▶ Exercise requirements
All of the data below is to be copied again without changes.

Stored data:

<<<<

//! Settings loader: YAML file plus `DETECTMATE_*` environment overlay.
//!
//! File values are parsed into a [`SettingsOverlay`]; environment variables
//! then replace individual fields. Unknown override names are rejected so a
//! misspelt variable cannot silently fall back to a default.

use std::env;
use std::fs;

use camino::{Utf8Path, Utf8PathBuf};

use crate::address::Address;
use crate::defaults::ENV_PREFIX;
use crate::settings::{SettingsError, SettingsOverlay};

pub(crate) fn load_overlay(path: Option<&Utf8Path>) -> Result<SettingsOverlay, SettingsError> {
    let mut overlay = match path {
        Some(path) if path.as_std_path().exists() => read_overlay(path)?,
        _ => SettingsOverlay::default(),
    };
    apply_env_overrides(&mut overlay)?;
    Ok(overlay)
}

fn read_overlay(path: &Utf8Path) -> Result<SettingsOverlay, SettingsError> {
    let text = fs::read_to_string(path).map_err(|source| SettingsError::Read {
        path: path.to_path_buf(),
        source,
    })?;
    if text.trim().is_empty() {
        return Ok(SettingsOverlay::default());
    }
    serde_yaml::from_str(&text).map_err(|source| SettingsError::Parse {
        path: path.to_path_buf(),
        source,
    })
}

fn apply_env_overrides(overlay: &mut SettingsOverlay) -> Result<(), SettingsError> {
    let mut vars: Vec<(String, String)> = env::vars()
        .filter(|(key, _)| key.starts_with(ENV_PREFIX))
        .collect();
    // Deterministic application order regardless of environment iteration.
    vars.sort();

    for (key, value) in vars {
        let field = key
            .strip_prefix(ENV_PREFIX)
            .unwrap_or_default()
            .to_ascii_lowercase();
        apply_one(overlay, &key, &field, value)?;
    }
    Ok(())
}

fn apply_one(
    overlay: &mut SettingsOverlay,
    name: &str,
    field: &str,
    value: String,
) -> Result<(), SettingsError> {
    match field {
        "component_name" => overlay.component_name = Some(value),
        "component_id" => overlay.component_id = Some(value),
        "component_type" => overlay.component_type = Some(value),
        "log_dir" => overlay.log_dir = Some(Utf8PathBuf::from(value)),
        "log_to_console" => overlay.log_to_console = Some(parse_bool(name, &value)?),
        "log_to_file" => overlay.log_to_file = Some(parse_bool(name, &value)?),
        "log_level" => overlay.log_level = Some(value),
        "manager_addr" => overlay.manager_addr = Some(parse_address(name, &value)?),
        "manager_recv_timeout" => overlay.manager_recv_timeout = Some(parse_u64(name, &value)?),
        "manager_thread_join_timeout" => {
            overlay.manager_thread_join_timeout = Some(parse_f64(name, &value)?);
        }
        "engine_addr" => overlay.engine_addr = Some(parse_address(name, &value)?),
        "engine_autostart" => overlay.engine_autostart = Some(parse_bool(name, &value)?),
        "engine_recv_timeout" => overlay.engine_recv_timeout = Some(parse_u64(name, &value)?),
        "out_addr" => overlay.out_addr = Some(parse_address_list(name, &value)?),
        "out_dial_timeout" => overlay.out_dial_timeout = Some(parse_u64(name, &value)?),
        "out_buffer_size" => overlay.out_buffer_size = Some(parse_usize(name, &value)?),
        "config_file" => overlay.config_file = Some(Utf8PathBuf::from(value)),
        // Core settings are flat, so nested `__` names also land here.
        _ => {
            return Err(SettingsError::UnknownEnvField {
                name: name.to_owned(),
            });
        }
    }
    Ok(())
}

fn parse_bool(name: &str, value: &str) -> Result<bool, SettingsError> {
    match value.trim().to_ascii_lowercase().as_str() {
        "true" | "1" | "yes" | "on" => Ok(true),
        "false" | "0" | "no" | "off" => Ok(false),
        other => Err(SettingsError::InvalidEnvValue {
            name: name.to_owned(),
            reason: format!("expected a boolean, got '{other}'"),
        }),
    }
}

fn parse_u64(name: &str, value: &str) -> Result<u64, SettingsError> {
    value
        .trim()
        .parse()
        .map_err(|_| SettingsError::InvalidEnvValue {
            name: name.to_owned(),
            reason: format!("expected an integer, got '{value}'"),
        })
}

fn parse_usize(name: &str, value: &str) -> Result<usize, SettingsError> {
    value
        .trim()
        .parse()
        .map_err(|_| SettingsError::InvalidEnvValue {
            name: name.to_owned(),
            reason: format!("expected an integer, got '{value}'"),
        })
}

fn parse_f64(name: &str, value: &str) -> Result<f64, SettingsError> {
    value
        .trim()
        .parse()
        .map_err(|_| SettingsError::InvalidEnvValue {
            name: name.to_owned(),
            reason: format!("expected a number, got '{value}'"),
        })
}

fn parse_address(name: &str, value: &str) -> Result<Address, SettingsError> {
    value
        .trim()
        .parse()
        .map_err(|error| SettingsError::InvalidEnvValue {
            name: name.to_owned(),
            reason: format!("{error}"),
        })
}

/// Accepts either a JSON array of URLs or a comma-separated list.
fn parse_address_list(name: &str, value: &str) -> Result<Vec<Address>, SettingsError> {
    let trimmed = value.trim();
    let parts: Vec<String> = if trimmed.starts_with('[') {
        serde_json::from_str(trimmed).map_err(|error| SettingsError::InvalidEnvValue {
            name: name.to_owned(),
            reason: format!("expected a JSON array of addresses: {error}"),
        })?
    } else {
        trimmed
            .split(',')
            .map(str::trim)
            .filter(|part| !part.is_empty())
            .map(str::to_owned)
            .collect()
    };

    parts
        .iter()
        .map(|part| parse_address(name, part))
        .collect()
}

>>>>

▶ Exercise response
//! Settings loader: YAML file plus `DETECTMATE_*` environment overlay.
//!
//! File values are parsed into a [`SettingsOverlay`]; environment variables
//! then replace individual fields. Unknown override names are rejected so a
//! misspelt variable cannot silently fall back to a default.

use std::env;
use std::fs;

use camino::{Utf8Path, Utf8PathBuf};

use crate::address::Address;
use crate::defaults::ENV_PREFIX;
use crate::settings::{SettingsError, SettingsOverlay};

pub(crate) fn load_overlay(path: Option<&Utf8Path>) -> Result<SettingsOverlay, SettingsError> {
    let mut overlay = match path {
        Some(path) if path.as_std_path().exists() => read_overlay(path)?,
        _ => SettingsOverlay::default(),
    };
    apply_env_overrides(&mut overlay)?;
    Ok(overlay)
}

fn read_overlay(path: &Utf8Path) -> Result<SettingsOverlay, SettingsError> {
    let text = fs::read_to_string(path).map_err(|source| SettingsError::Read {
        path: path.to_path_buf(),
        source,
    })?;
    if text.trim().is_empty() {
        return Ok(SettingsOverlay::default());
    }
    serde_yaml::from_str(&text).map_err(|source| SettingsError::Parse {
        path: path.to_path_buf(),
        source,
    })
}

fn apply_env_overrides(overlay: &mut SettingsOverlay) -> Result<(), SettingsError> {
    let mut vars: Vec<(String, String)> = env::vars()
        .filter(|(key, _)| key.starts_with(ENV_PREFIX))
        .collect();
    // Deterministic application order regardless of environment iteration.
    vars.sort();

    for (key, value) in vars {
        let field = key
            .strip_prefix(ENV_PREFIX)
            .unwrap_or_default()
            .to_ascii_lowercase();
        apply_one(overlay, &key, &field, value)?;
    }
    Ok(())
}

fn apply_one(
    overlay: &mut SettingsOverlay,
    name: &str,
    field: &str,
    value: String,
) -> Result<(), SettingsError> {
    match field {
        "component_name" => overlay.component_name = Some(value),
        "component_id" => overlay.component_id = Some(value),
        "component_type" => overlay.component_type = Some(value),
        "log_dir" => overlay.log_dir = Some(Utf8PathBuf::from(value)),
        "log_to_console" => overlay.log_to_console = Some(parse_bool(name, &value)?),
        "log_to_file" => overlay.log_to_file = Some(parse_bool(name, &value)?),
        "log_level" => overlay.log_level = Some(value),
        "manager_addr" => overlay.manager_addr = Some(parse_address(name, &value)?),
        "manager_recv_timeout" => overlay.manager_recv_timeout = Some(parse_u64(name, &value)?),
        "manager_thread_join_timeout" => {
            overlay.manager_thread_join_timeout = Some(parse_f64(name, &value)?);
        }
        "engine_addr" => overlay.engine_addr = Some(parse_address(name, &value)?),
        "engine_autostart" => overlay.engine_autostart = Some(parse_bool(name, &value)?),
        "engine_recv_timeout" => overlay.engine_recv_timeout = Some(parse_u64(name, &value)?),
        "out_addr" => overlay.out_addr = Some(parse_address_list(name, &value)?),
        "out_dial_timeout" => overlay.out_dial_timeout = Some(parse_u64(name, &value)?),
        "out_buffer_size" => overlay.out_buffer_size = Some(parse_usize(name, &value)?),
        "config_file" => overlay.config_file = Some(Utf8PathBuf::from(value)),
        // Core settings are flat, so nested `__` names also land here.
        _ => {
            return Err(SettingsError::UnknownEnvField {
                name: name.to_owned(),
            });
        }
    }
    Ok(())
}

fn parse_bool(name: &str, value: &str) -> Result<bool, SettingsError> {
    match value.trim().to_ascii_lowercase().as_str() {
        "true" | "1" | "yes" | "on" => Ok(true),
        "false" | "0" | "no" | "off" => Ok(false),
        other => Err(SettingsError::InvalidEnvValue {
            name: name.to_owned(),
            reason: format!("expected a boolean, got '{other}'"),
        }),
    }
}

fn parse_u64(name: &str, value: &str) -> Result<u64, SettingsError> {
    value
        .trim()
        .parse()
        .map_err(|_| SettingsError::InvalidEnvValue {
            name: name.to_owned(),
            reason: format!("expected an integer, got '{value}'"),
        })
}

fn parse_usize(name: &str, value: &str) -> Result<usize, SettingsError> {
    value
        .trim()
        .parse()
        .map_err(|_| SettingsError::InvalidEnvValue {
            name: name.to_owned(),
            reason: format!("expected an integer, got '{value}'"),
        })
}

fn parse_f64(name: &str, value: &str) -> Result<f64, SettingsError> {
    value
        .trim()
        .parse()
        .map_err(|_| SettingsError::InvalidEnvValue {
            name: name.to_owned(),
            reason: format!("expected a number, got '{value}'"),
        })
}

fn parse_address(name: &str, value: &str) -> Result<Address, SettingsError> {
    value
        .trim()
        .parse()
        .map_err(|error| SettingsError::InvalidEnvValue {
            name: name.to_owned(),
            reason: format!("{error}"),
        })
}

/// Accepts either a JSON array of URLs or a comma-separated list.
fn parse_address_list(name: &str, value: &str) -> Result<Vec<Address>, SettingsError> {
    let trimmed = value.trim();
    let parts: Vec<String> = if trimmed.starts_with('[') {
        serde_json::from_str(trimmed).map_err(|error| SettingsError::InvalidEnvValue {
            name: name.to_owned(),
            reason: format!("expected a JSON array of addresses: {error}"),
        })?
    } else {
        trimmed
            .split(',')
            .map(str::trim)
            .filter(|part| !part.is_empty())
            .map(str::to_owned)
            .collect()
    };

    parts
        .iter()
        .map(|part| parse_address(name, part))
        .collect()
}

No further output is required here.